As for the proof for $n=2$, yours is quite ok for me, and the proof by math110 is especially elegant, but well, here is another approach. We need two easy lemmata:

Lemma 1. For real $t$ and non-negative real $R$ we have $|R-e^{it}|\geq \min(1,R) |1-e^{it}|$.

Lemma 2. For reals $u,v$ we have $|\cos u-\cos v|\leqslant 2|\sin\frac{u-v}2|=|e^{iu}-e^{iv}|$.

Now denote $x=r_1e^{it}$, $y=-r_2e^{-is}$, where $r_1=|x|,r_2=|y|$. Then we have $$ U:=|1+x|+|1+y|+|1+xy|=|r_1+e^{it}|+|r_2-e^{is}|+|r_1r_2-e^{i(t-s)}|. $$ Now some cases.
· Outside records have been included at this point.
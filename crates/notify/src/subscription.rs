//! This module contains the core [`Subscription`] type that consumers of this
//! API will use to observe new events.
use std::{
    pin::Pin,
    task::{Context, Poll},
};

use tokio::sync::mpsc;

/// The primary type that consumers of this API will handle. It is created via
/// [`crate::client::HubNotifyClient::subscribe`]. From there you should use it
/// via its [`futures::Stream`] API.
#[derive(Debug)]
pub struct Subscription<T> {
    receiver: mpsc::UnboundedReceiver<T>,
}

impl<T> Subscription<T> {
    /// Wraps a receiver whose sending half is held by the event router.
    pub fn from_receiver(receiver: mpsc::UnboundedReceiver<T>) -> Subscription<T> {
        Subscription { receiver }
    }
}

impl<T> futures::Stream for Subscription<T> {
    type Item = T;

    fn poll_next(self: Pin<&mut Self>, cx: &mut Context<'_>) -> Poll<Option<Self::Item>> {
        self.get_mut().receiver.poll_recv(cx)
    }
}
1) $r_1r_2\geqslant 1$. Then we have $|r_1+e^{it}|\geqslant Re(r_1+e^{it})=r_1+\cos t$, $|r_2-e^{is}|\geqslant r_2-\cos s$, $|r_1r_2-e^{i(t-s)}|\geqslant |1-e^{i(t-s)}|\geqslant \cos s-\cos t$ by our lemmata. Summing up we get $U\geqslant r_1+r_2$ as desired.

2) $r_1\leqslant 1$, $r_2\leqslant 1$. We have $|r_1+e^{it}|=|1+e^{-it} r_1|\geqslant 1+r_1\cos t$, $|r_2-e^{it}|\geqslant 1-r_2\cos s$, $|r_1r_2-e^{i(t-s)}|\geqslant r_1r_2|\cos s-\cos t|$, thus it suffices to prove that $2+r_1\cos t-r_2\cos s+r_1r_2|\cos s-\cos t|\geqslant r_1+r_2$. This is linear in $r_1,r_2$, so it suffices to check for $r_1,r_2\in\{0,1\}$, where inequality is clear.
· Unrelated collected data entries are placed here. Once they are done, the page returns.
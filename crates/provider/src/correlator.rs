//! The pending-request correlator.
//!
//! This is the asynchronous completion-correlation engine: it owns the table
//! of in-flight signing requests and runs the subscribe → match → resolve →
//! unsubscribe protocol against the hub's notification channels. A single
//! driver task serializes every table mutation, so an insert racing a
//! notification can never double-settle an entry.

use std::{collections::HashMap, sync::Arc, time::Duration};

use futures::{stream::SelectAll, FutureExt, StreamExt};
use hub_client::SigningService;
use hub_notify::{client::HubNotifyClient, event::ChannelEvent, subscription::Subscription};
use hub_sign_primitives::{
    context::JobContext,
    hub::{SignRequest, TxRecord, TxStatusUpdate},
    rpc::JsonRpcRequest,
};
use tokio::{
    select,
    sync::{
        mpsc::{unbounded_channel, UnboundedSender},
        oneshot, Mutex,
    },
    task::{self, JoinHandle},
    time,
};
use tracing::{debug, info, trace, warn};

use crate::{
    constants::{job_channel, UPDATE_TRANSACTION_EVENT},
    errors::SignFlowError,
    events::LifecycleEvent,
};

/// A signing request that has been registered with the hub and is waiting
/// for its completion notification.
///
/// The record is an immutable snapshot; it is only ever looked up and then
/// removed, never mutated in place.
#[derive(Debug)]
struct PendingSignRequest {
    /// Hub-assigned transaction id, also the key of the pending table.
    id: String,

    /// Hub-assigned signing job id, scoping the notification channel.
    job_id: String,

    /// The originating RPC request.
    request: JsonRpcRequest,

    /// Settles the waiting caller. Consumed on settlement, which makes
    /// settling inherently at-most-once.
    respond_on: oneshot::Sender<Result<String, SignFlowError>>,
}

enum CorrelatorMsg {
    Track {
        record: TxRecord,
        request: JsonRpcRequest,
        respond_on: oneshot::Sender<Result<String, SignFlowError>>,
    },
    Cancel {
        id: String,
    },
}

type PendingTable = Arc<Mutex<HashMap<String, PendingSignRequest>>>;
type Watchers = Arc<Mutex<Vec<UnboundedSender<LifecycleEvent>>>>;

/// Owns the pending-request table and correlates hub notifications back to
/// the callers awaiting them.
///
/// Cloning is cheap and all clones share the same driver task; the task is
/// aborted when the last clone is dropped.
#[derive(Clone)]
pub struct TxCorrelator {
    msg_tx: UnboundedSender<CorrelatorMsg>,
    pending: PendingTable,
    hub: Arc<dyn SigningService>,
    job_context: JobContext,
    from: String,
    sign_timeout: Option<Duration>,
    watchers: Watchers,
    driver: Arc<JoinHandle<()>>,
}

impl std::fmt::Debug for TxCorrelator {
    fn fmt(&self, f: &mut std::fmt::Formatter<'_>) -> std::fmt::Result {
        f.debug_struct("TxCorrelator")
            .field("from", &self.from)
            .field("job_context", &self.job_context)
            .field("sign_timeout", &self.sign_timeout)
            .finish_non_exhaustive()
    }
}

impl Drop for TxCorrelator {
    fn drop(&mut self) {
        if Arc::strong_count(&self.driver) == 1 {
            self.driver.abort();
        }
    }
}

impl TxCorrelator {
    /// Creates a correlator and spawns its driver task.
    ///
    /// `from` is the configured signer address forwarded with every
    /// registration; `sign_timeout` bounds the wait for a completion
    /// notification (`None` waits indefinitely).
    pub fn new(
        hub: Arc<dyn SigningService>,
        notify: HubNotifyClient,
        job_context: JobContext,
        from: String,
        sign_timeout: Option<Duration>,
    ) -> Self {
        let (msg_tx, msg_rx) = unbounded_channel::<CorrelatorMsg>();
        let pending: PendingTable = Arc::new(Mutex::new(HashMap::new()));
        let watchers: Watchers = Arc::new(Mutex::new(Vec::new()));

        let pending_driver = pending.clone();
        let watchers_driver = watchers.clone();
        let driver = Arc::new(task::spawn(async move {
            let mut msgs = tokio_stream::wrappers::UnboundedReceiverStream::new(msg_rx);
            let mut active_subs = SelectAll::<Subscription<ChannelEvent>>::new();
            loop {
                select! {
                    Some(msg) = msgs.next().fuse() => match msg {
                        CorrelatorMsg::Track { record, request, respond_on } => {
                            track(
                                &pending_driver,
                                &watchers_driver,
                                &notify,
                                &mut active_subs,
                                record,
                                request,
                                respond_on,
                            )
                            .await;
                        }
                        CorrelatorMsg::Cancel { id } => {
                            if let Some(entry) = pending_driver.lock().await.remove(&id) {
                                notify.unsubscribe(&job_channel(&entry.job_id)).await;
                                emit(
                                    &watchers_driver,
                                    LifecycleEvent::Failed {
                                        reason: format!("request {id} cancelled"),
                                    },
                                )
                                .await;
                                let _ = entry.respond_on.send(Err(SignFlowError::Cancelled));
                            }
                        }
                    },
                    Some(event) = active_subs.next().fuse() => {
                        settle(&pending_driver, &watchers_driver, &notify, event).await;
                    }
                    else => break,
                }
            }
        }));

        Self {
            msg_tx,
            pending,
            hub,
            job_context,
            from,
            sign_timeout,
            watchers,
            driver,
        }
    }

    /// Registers `request` with the hub and waits for the matching
    /// completion notification, resolving to the transaction hash.
    ///
    /// A registration failure is surfaced immediately and leaves no pending
    /// entry behind; nothing is retried. With no configured timeout the wait
    /// is indefinite, ended only by the notification or by [`Self::cancel`].
    pub async fn submit_and_await(
        &self,
        request: JsonRpcRequest,
        network_id: &str,
    ) -> Result<String, SignFlowError> {
        emit(
            &self.watchers,
            LifecycleEvent::Submitted {
                method: request.method.clone(),
            },
        )
        .await;

        let sign_request = SignRequest::new(&self.job_context, network_id, &self.from, request.clone());
        let record = match self.hub.register_transaction(sign_request).await {
            Ok(record) => record,
            Err(err) => {
                emit(
                    &self.watchers,
                    LifecycleEvent::Failed {
                        reason: err.to_string(),
                    },
                )
                .await;
                return Err(SignFlowError::Registration(err));
            }
        };
        info!(id = %record.id, job_id = %record.job_id, "transaction registered with the hub");

        let (respond_on, settled) = oneshot::channel();
        self.msg_tx
            .send(CorrelatorMsg::Track {
                record: record.clone(),
                request,
                respond_on,
            })
            .map_err(|_| SignFlowError::Aborted)?;

        let outcome = match self.sign_timeout {
            Some(limit) => match time::timeout(limit, settled).await {
                Ok(outcome) => outcome,
                Err(_) => {
                    // Tear down the entry and its subscription before
                    // reporting, so an expired wait leaks nothing.
                    let _ = self.msg_tx.send(CorrelatorMsg::Cancel {
                        id: record.id.clone(),
                    });
                    emit(
                        &self.watchers,
                        LifecycleEvent::Failed {
                            reason: format!("timed out waiting for job {}", record.job_id),
                        },
                    )
                    .await;
                    return Err(SignFlowError::TimedOut);
                }
            },
            None => settled.await,
        };
        outcome.map_err(|_| SignFlowError::Aborted)?
    }

    /// Abandons the pending request with the given hub-assigned id.
    ///
    /// The entry is removed, its channel unsubscribed, and the waiting
    /// caller settled with [`SignFlowError::Cancelled`]. Unknown ids are a
    /// no-op.
    pub fn cancel(&self, id: &str) -> Result<(), SignFlowError> {
        self.msg_tx
            .send(CorrelatorMsg::Cancel { id: id.to_owned() })
            .map_err(|_| SignFlowError::Aborted)
    }

    /// Returns the number of signing requests currently awaiting a
    /// completion notification.
    pub async fn pending_requests(&self) -> usize {
        self.pending.lock().await.len()
    }

    /// Creates a stream of [`LifecycleEvent`]s for observers such as
    /// progress indicators. Purely observational.
    pub async fn subscribe_lifecycle(&self) -> Subscription<LifecycleEvent> {
        let (send, recv) = unbounded_channel();
        self.watchers.lock().await.push(send);
        Subscription::from_receiver(recv)
    }
}

/// Inserts the pending entry and opens its notification subscription.
///
/// The entry is inserted before subscribing so that a notification arriving
/// immediately after the subscription opens still finds it; if subscribing
/// fails the entry is removed again and the caller settled with the error.
async fn track(
    pending: &PendingTable,
    watchers: &Watchers,
    notify: &HubNotifyClient,
    active_subs: &mut SelectAll<Subscription<ChannelEvent>>,
    record: TxRecord,
    request: JsonRpcRequest,
    respond_on: oneshot::Sender<Result<String, SignFlowError>>,
) {
    let channel = job_channel(&record.job_id);
    pending.lock().await.insert(
        record.id.clone(),
        PendingSignRequest {
            id: record.id.clone(),
            job_id: record.job_id.clone(),
            request,
            respond_on,
        },
    );

    match notify.subscribe(&channel, &[UPDATE_TRANSACTION_EVENT]).await {
        Ok(sub) => {
            debug!(%channel, id = %record.id, "watching for transaction updates");
            active_subs.push(sub);
            emit(
                watchers,
                LifecycleEvent::Registered {
                    id: record.id,
                    job_id: record.job_id,
                },
            )
            .await;
        }
        Err(err) => {
            let reason = err.to_string();
            warn!(%channel, id = %record.id, %reason, "subscription setup failed");
            if let Some(entry) = pending.lock().await.remove(&record.id) {
                let _ = entry.respond_on.send(Err(err.into()));
            }
            emit(watchers, LifecycleEvent::Failed { reason }).await;
        }
    }
}

/// Correlates one delivered notification with the pending table.
///
/// Removing the entry is the settle-at-most-once guard: a duplicate or
/// already-settled update finds no entry and is ignored, leaving any other
/// subscriptions untouched.
async fn settle(
    pending: &PendingTable,
    watchers: &Watchers,
    notify: &HubNotifyClient,
    event: ChannelEvent,
) {
    let update = match serde_json::from_value::<TxStatusUpdate>(event.payload.clone()) {
        Ok(update) => update,
        Err(err) => {
            warn!(channel = %event.channel, %err, "undecodable transaction update, ignoring");
            return;
        }
    };

    match pending.lock().await.remove(&update.id) {
        Some(entry) => {
            notify.unsubscribe(&job_channel(&entry.job_id)).await;
            info!(
                id = %entry.id,
                method = %entry.request.method,
                tx_hash = %update.transaction_hash,
                "transaction signed"
            );
            emit(
                watchers,
                LifecycleEvent::Matched {
                    id: update.id,
                    transaction_hash: update.transaction_hash.clone(),
                },
            )
            .await;
            let _ = entry.respond_on.send(Ok(update.transaction_hash));
        }
        None => {
            trace!(id = %update.id, channel = %event.channel, "stale transaction update, ignoring");
        }
    }
}

/// Fans a lifecycle event out to the registered watchers, pruning any whose
/// receiver has been dropped.
async fn emit(watchers: &Watchers, event: LifecycleEvent) {
    trace!(?event, "lifecycle event");
    watchers
        .lock()
        .await
        .retain(|watcher| watcher.send(event.clone()).is_ok());
}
3) $r_1\leqslant 1\leqslant r_2$ and $r_1r_2\leqslant 1$. We get $$ U\geqslant 1+r_1\cos t+r_2-\cos s+r_1r_2|\cos t-\cos s|. $$ For fixed $r_2$ inequality $1+r_1\cos t+r_2-\cos s+r_1r_2|\cos t-\cos s|\geqslant r_1+r_2$ is linear in $r_1$, thus we may prove it for all $r_1\in [0,1]$ checking for $r_1=0$ and for $r_1=1$. Both cases are clear.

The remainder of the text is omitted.